Go through the listing below and list every line with "info".

^^^^^^^^

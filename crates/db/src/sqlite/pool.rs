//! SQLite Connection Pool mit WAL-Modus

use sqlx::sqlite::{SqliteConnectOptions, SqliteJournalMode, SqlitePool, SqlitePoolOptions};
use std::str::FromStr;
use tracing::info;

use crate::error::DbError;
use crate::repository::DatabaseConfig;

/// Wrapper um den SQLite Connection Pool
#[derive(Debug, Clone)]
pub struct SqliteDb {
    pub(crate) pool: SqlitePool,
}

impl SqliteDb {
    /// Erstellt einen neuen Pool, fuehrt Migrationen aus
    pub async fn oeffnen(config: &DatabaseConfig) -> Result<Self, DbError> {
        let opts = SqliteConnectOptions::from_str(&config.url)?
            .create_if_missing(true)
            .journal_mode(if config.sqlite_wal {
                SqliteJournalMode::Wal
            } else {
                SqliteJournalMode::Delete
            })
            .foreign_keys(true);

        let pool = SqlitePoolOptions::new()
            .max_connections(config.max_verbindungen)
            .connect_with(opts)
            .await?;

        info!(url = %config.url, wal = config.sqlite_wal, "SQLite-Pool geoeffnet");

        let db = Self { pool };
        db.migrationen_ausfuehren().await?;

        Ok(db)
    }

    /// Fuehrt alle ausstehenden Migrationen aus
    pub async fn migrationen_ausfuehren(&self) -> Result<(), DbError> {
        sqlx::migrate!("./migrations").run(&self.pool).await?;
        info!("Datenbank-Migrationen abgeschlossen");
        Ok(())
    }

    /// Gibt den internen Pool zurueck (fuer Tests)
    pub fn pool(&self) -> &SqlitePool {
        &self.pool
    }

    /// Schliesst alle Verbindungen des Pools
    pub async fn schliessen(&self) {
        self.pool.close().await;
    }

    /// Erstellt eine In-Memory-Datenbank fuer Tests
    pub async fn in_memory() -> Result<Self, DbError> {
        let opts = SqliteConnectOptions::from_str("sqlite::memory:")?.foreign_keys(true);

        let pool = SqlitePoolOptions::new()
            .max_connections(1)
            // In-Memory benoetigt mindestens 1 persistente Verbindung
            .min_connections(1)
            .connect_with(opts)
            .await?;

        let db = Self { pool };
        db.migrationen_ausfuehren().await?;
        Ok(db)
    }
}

^^^^^^^^

TASK ANSWER:
use tracing::info;
        info!(url = %config.url, wal = config.sqlite_wal, "SQLite-Pool geoeffnet");
        info!("Datenbank-Migrationen abgeschlossen");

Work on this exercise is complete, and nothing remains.